# Solo string melody...



## Christian Marcussen (Jun 25, 2008)

I'm not really looking for a review... but rather if I ripped off the melody. It's been so long since I composed it I can't tell if it's familiarity is from that or because it's balantly stolen from something else. 

Please chime in. 

http://www.marcussenmusic.com/asiastrings.mp3 (www.marcussenmusic.com/asiastrings.mp3)


----------



## Rob (Jun 25, 2008)

hi Christian, I've never heard this exact line before...

Roberto


----------



## AndreasWaldetoft (Jun 25, 2008)

Well, its not blatantly stolen... but it has some of Hans Zimmers, The Last Samurai passages. Im guessing thats what your hearing yourself. Its not close though so you can get away with it for sure 


Good luck

Andreas


----------



## re-peat (Jun 25, 2008)

I've never heard this either. (But I must add that I'm not really familiar with the kind of repertoire where melodies such as these blossom.)


----------



## rayinstirling (Jun 25, 2008)

Now if we had a data base like a spell checker for melody lines we'd never get anything done.
If you don't mind me saying Christian... just do it.


----------



## Niah (Jun 25, 2008)

Yup Hans Zimmer The Last Samurai


----------



## Christian Marcussen (Jun 25, 2008)

Thanks guys. Interestingly enough I have never heard The Last Samurai outside the film - which I have only seen once. 



Niah @ Wed Jun 25 said:


> Yup Hans Zimmer The Last Samurai



Do you mean "Yup - it reminds you of TLS" or "Yup - it's a rip-off of TLS?"

Can anyone tell me if it's a specific cue so I can try listen via itunes or something, and try pass judgement on it myself?


----------



## Niah (Jun 25, 2008)

Hi Christian,

Sorry for not expanding on that.

I meant to agree with Andreas.

But curiously enough listening to it again it's not Last Samurai that I see a resemblence to but rather Crouching Tiger Hidden Dragon.

Anyway it's not the whole segment but a brief passage from 0:07 on.

I don't think it's a big deal but you asked anyway...


----------



## Waywyn (Jun 25, 2008)

Hey dude,

we had a chat this afternoon already, but just wanted to say that it reminds me more to real Asian stuff than non asians doing Asian music :D

So, more Tan Dun than Zimmer 

.. but I wouldn't say it is a ripoff!


----------



## Christian Marcussen (Jun 25, 2008)

Thanks Niah for elaborating. I'm not at all concerned about it sounding like something else - only being something else. Any peice of music will remind listeners of other stuff... often different stuff. 



> Hey dude,
> 
> we had a chat this afternoon already, but just wanted to say that it reminds me more to real Asian stuff than non asians doing Asian music
> 
> ...



Good - it's supposed to sound semi-traditional


----------



## Rob Elliott (Jun 25, 2008)

Love it Christian - similar to Last Samuri but not SAME.

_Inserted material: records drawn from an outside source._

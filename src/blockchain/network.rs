//! Network guard: the connected chain must be the configured target.

use thiserror::Error;

use crate::blockchain::types::ChainId;
use crate::config::NetworkConfig;

/// The wallet is connected to a chain other than the expected one.
#[derive(Debug, Clone, PartialEq, Eq, Error)]
#[error("Please connect to the {expected_name} network (chain id {expected}); wallet reported chain id {actual}")]
pub struct NetworkMismatch {
    pub expected: ChainId,
    pub expected_name: String,
    pub actual: ChainId,
}

/// Pure comparison against the configured chain id.
#[derive(Debug, Clone)]
pub struct NetworkGuard {
    expected: ChainId,
    display_name: String,
}

impl NetworkGuard {
    pub fn new(expected: impl Into<ChainId>, display_name: impl Into<String>) -> Self {
        Self {
            expected: expected.into(),
            display_name: display_name.into(),
        }
    }

    pub fn from_config(config: &NetworkConfig) -> Self {
        Self::new(config.expected_chain_id, config.display_name.clone())
    }

    /// Check the chain the wallet currently reports.
    pub fn check(&self, current: ChainId) -> Result<(), NetworkMismatch> {
        if current == self.expected {
            return Ok(());
        }
        Err(NetworkMismatch {
            expected: self.expected,
            expected_name: self.display_name.clone(),
            actual: current,
        })
    }

    pub fn expected(&self) -> ChainId {
        self.expected
    }

    pub fn display_name(&self) -> &str {
        &self.display_name
    }
}
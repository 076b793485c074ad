//! Configuration validation.
//!
//! # Responsibilities
//! - Semantic validation (serde handles syntactic)
//! - Check the token contract address is well formed
//! - Validate value ranges (intervals > 0, URLs parse)
//!
//! # Design Decisions
//! - Returns all validation errors, not just first
//! - Validation is pure function: TransferConfig → Result<(), Vec<ValidationError>>
//! - Runs before config is accepted into the system

use std::fmt;

use crate::blockchain::address::is_address;
use crate::config::schema::TransferConfig;

/// A single semantic problem with a configuration.
#[derive(Debug, Clone, PartialEq, Eq)]
pub struct ValidationError {
    /// Dotted path of the offending field.
    pub field: &'static str,
    pub message: String,
}

impl ValidationError {
    fn new(field: &'static str, message: impl Into<String>) -> Self {
        Self {
            field,
            message: message.into(),
        }
    }
}

impl fmt::Display for ValidationError {
    fn fmt(&self, f: &mut fmt::Formatter<'_>) -> fmt::Result {
        write!(f, "{}: {}", self.field, self.message)
    }
}

/// Validate a configuration, collecting every error found.
pub fn validate_config(config: &TransferConfig) -> Result<(), Vec<ValidationError>> {
    let mut errors = Vec::new();

    if config.token.contract_address.is_empty() {
        errors.push(ValidationError::new("token.contract_address", "must be set"));
    } else if !is_address(&config.token.contract_address) {
        errors.push(ValidationError::new(
            "token.contract_address",
            format!("'{}' is not a valid address", config.token.contract_address),
        ));
    }

    if let Err(e) = url::Url::parse(&config.backend.base_url) {
        errors.push(ValidationError::new(
            "backend.base_url",
            format!("invalid URL '{}': {}", config.backend.base_url, e),
        ));
    }

    if let Err(e) = url::Url::parse(&config.network.rpc_url) {
        errors.push(ValidationError::new(
            "network.rpc_url",
            format!("invalid URL '{}': {}", config.network.rpc_url, e),
        ));
    }

    if config.backend.poll_interval_ms == 0 {
        errors.push(ValidationError::new("backend.poll_interval_ms", "must be greater than 0"));
    }

    if config.backend.request_timeout_secs == 0 {
        errors.push(ValidationError::new("backend.request_timeout_secs", "must be greater than 0"));
    }

    if config.backend.max_poll_duration_secs == Some(0) {
        errors.push(ValidationError::new(
            "backend.max_poll_duration_secs",
            "must be greater than 0 when set",
        ));
    }

    if config.network.display_name.trim().is_empty() {
        errors.push(ValidationError::new("network.display_name", "must not be empty"));
    }

    if errors.is_empty() {
        Ok(())
    } else {
        Err(errors)
    }
}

Let me know if you don't use it..... :D 



Rob

(is that VSL s. vln?)


----------



## C.M.Dess (Jun 29, 2008)

Nice! :mrgreen:


----------



## dannthr (Jun 29, 2008)

Niah @ Wed Jun 25 said:


> But curiously enough listening to it again it's not Last Samurai that I see a resemblence to but rather Crouching Tiger Hidden Dragon.



Yes.

I am VERY familiar with this soundtrack and I can tell you that at 0:07, there are interval choices which bare a resemblance to a theme from Crouching Tiger Hidden Dragon called "Farewell."

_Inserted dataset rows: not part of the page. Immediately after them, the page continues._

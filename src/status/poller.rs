//! Transaction status polling.
//!
//! # States
//! - Checking: one immediate check, reported to the caller as `pending`
//! - Pending: interval polling
//! - Terminal: success, failed or error; the interval is gone
//!
//! # State Transitions
//! ```text
//! Checking → Terminal: check returns a non-pending status, or the check
//!                      fails in any way (no interval is started)
//! Checking → Pending:  check returns "pending"
//! Pending → Pending:   tick returns "pending", or non-2xx (retry next tick)
//! Pending → Terminal:  tick returns a final status, missing/unknown status,
//!                      a transport failure or a malformed body
//! any → stopped:       cancellation (no further callbacks)
//! any → Terminal:      optional max duration elapsed
//! ```

use std::sync::Arc;
use std::time::Duration;
use tokio::time::{self, Instant, MissedTickBehavior};
use tokio_util::sync::CancellationToken;

use crate::config::BackendConfig;
use crate::status::client::StatusSource;
use crate::status::types::{BackendStatus, PollError, PollOutcome, StatusEnvelope, StatusFetchError};

/// Shortest interval accepted; `interval_at` cannot tick at zero.
pub const MIN_POLL_INTERVAL: Duration = Duration::from_millis(1);

/// One status check that produced an envelope.
#[derive(Debug, Clone, PartialEq, Eq)]
pub struct PollCheck {
    /// 1 for the immediate check, then one per tick.
    pub attempt: u32,
    /// `None` when the envelope had no status field.
    pub status: Option<BackendStatus>,
}

/// Polls the status backend until a terminal status is observed.
#[derive(Clone)]
pub struct StatusPoller {
    source: Arc<dyn StatusSource>,
    interval: Duration,
    max_duration: Option<Duration>,
}

impl StatusPoller {
    /// An interval below [`MIN_POLL_INTERVAL`] is raised to it.
    pub fn new(source: Arc<dyn StatusSource>, interval: Duration) -> Self {
        if interval < MIN_POLL_INTERVAL {
            tracing::warn!(interval_ms = interval.as_millis() as u64, "Poll interval too short, clamping");
        }
        Self {
            source,
            interval: interval.max(MIN_POLL_INTERVAL),
            max_duration: None,
        }
    }

    pub fn from_config(source: Arc<dyn StatusSource>, config: &BackendConfig) -> Self {
        Self::new(source, config.poll_interval()).with_max_duration(config.max_poll_duration())
    }

    /// Give up with a timeout error once `max` has elapsed.
    pub fn with_max_duration(mut self, max: Option<Duration>) -> Self {
        self.max_duration = max;
        self
    }

    pub fn interval(&self) -> Duration {
        self.interval
    }

    /// Poll `tx_hash` to a terminal outcome.
    ///
    /// `on_check` runs once per check that returned an envelope, in order.
    /// Returns `None` if `cancel` fired first; nothing is reported after
    /// that point.
    pub async fn poll<F>(&self, tx_hash: &str, cancel: &CancellationToken, mut on_check: F) -> Option<PollOutcome>
    where
        F: FnMut(&PollCheck) + Send,
    {
        // A duration past the end of the clock is unbounded.
        let deadline = self.max_duration.and_then(|max| Instant::now().checked_add(max));

        tracing::debug!(tx_hash, "Initial transaction status check");
        let first = tokio::select! {
            biased;
            _ = cancel.cancelled() => return None,
            _ = sleep_until_deadline(deadline) => return Some(self.timed_out(tx_hash)),
            result = self.source.fetch_status(tx_hash) => result,
        };

        match first {
            Ok(envelope) => {
                if let Some(outcome) = self.observe(tx_hash, 1, &envelope, &mut on_check) {
                    return Some(outcome);
                }
            }
            Err(e) => {
                tracing::warn!(tx_hash, error = %e, "Initial status check failed, not polling");
                return Some(PollOutcome::Error(e.into()));
            }
        }

        tracing::info!(
            tx_hash,
            interval_ms = self.interval.as_millis() as u64,
            "Transaction pending, polling backend"
        );

        let mut ticker = time::interval_at(Instant::now() + self.interval, self.interval);
        ticker.set_missed_tick_behavior(MissedTickBehavior::Delay);
        let mut attempt = 1u32;

        loop {
            tokio::select! {
                biased;
                _ = cancel.cancelled() => return None,
                _ = sleep_until_deadline(deadline) => return Some(self.timed_out(tx_hash)),
                _ = ticker.tick() => {}
            }

            attempt += 1;
            let result = tokio::select! {
                biased;
                _ = cancel.cancelled() => return None,
                _ = sleep_until_deadline(deadline) => return Some(self.timed_out(tx_hash)),
                result = self.source.fetch_status(tx_hash) => result,
            };

            match result {
                Ok(envelope) => {
                    if let Some(outcome) = self.observe(tx_hash, attempt, &envelope, &mut on_check) {
                        return Some(outcome);
                    }
                }
                Err(StatusFetchError::HttpStatus(code)) => {
                    tracing::warn!(tx_hash, attempt, status = code, "Backend request failed, retrying on next tick");
                }
                Err(e) => {
                    tracing::error!(tx_hash, attempt, error = %e, "Status polling failed");
                    return Some(PollOutcome::Error(e.into()));
                }
            }
        }
    }

    fn observe<F>(&self, tx_hash: &str, attempt: u32, envelope: &StatusEnvelope, on_check: &mut F) -> Option<PollOutcome>
    where
        F: FnMut(&PollCheck),
    {
        let status = BackendStatus::from_envelope(envelope);
        tracing::debug!(
            tx_hash,
            attempt,
            status = status.as_ref().map(|s| s.label()).unwrap_or("<missing>"),
            "Status check"
        );

        on_check(&PollCheck {
            attempt,
            status: status.clone(),
        });

        let outcome = PollOutcome::from_status(status.as_ref())?;
        match &outcome {
            PollOutcome::Error(e) => tracing::warn!(tx_hash, attempt, error = %e, "Polling finished with error"),
            _ => tracing::info!(tx_hash, attempt, outcome = ?outcome, "Polling finished"),
        }
        Some(outcome)
    }

    fn timed_out(&self, tx_hash: &str) -> PollOutcome {
        let max = self.max_duration.unwrap_or_default();
        tracing::warn!(tx_hash, max_secs = max.as_secs(), "Status polling timed out");
        PollOutcome::Error(PollError::TimedOut(max))
    }
}

async fn sleep_until_deadline(deadline: Option<Instant>) {
    match deadline {
        Some(deadline) => time::sleep_until(deadline).await,
        None => std::future::pending().await,
    }
}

However, I feel your SAFE since that singular interval sounds more like a reference than a total rip off.

Anyway, that's the theme.

Happy composing!


----------



## germancomponist (Jun 30, 2008)

hi Christian, 

I've never heard this exact line before.

I like it!

Best,

Gunther


----------



## gregjazz (Jul 2, 2008)

Christian Marcussen @ Wed Jun 25 said:


> I'm not really looking for a review... but rather if I ripped off the melody. It's been so long since I composed it I can't tell if it's familiarity is from that or because it's balantly stolen from something else.



Sounds original to me.

Heheh, I do that sometimes too, where I write something and then think maybe I absent-mindedly ripped it off from somewhere, and have to ask people if they've heard it before.


----------



## Ed (Jul 2, 2008)

I just read all your comments, and Ive listened to Last Samauri a LOT and I dont recognise it at all. So its very vague at best if there is a connection. If it is an unintentional rip off its not from this.

I really like it Chris would like to hear more  Is that VSL solo strings?


----------



## synthetic (Jul 2, 2008)

I don't hear anything I recognize from Last Samurai, and I've listened to that a bunch. 


And even if it was, Zimmer probably ripped it from somewhere else. 


(JOKE! Just kidding. Humor. /\~O )


----------



## Ned Bouhalassa (Jul 2, 2008)

That's it, Jeff, YOU'RE BANNED!!!

Huh, sounds like Crouching Zimmer Hidden Samurai. I like it too. 8)


----------



## Christian Marcussen (Jul 2, 2008)

Thanks guys! 

Ok. I sent it to the client, as part of a larger track which ends with a gesture of the above theme. I also sent them the above so they could heear the theme when played all the way through. They like it, and so far it's staying in - it still needs final approval from up high. The Audio leads only beef is that it reminds him of.... Max Payne :D But as he puts it "its properbly just me" hehe... 

And yes, it is VSL solo strings... Pretty cool one can semi-mimic asian playing styles.


----------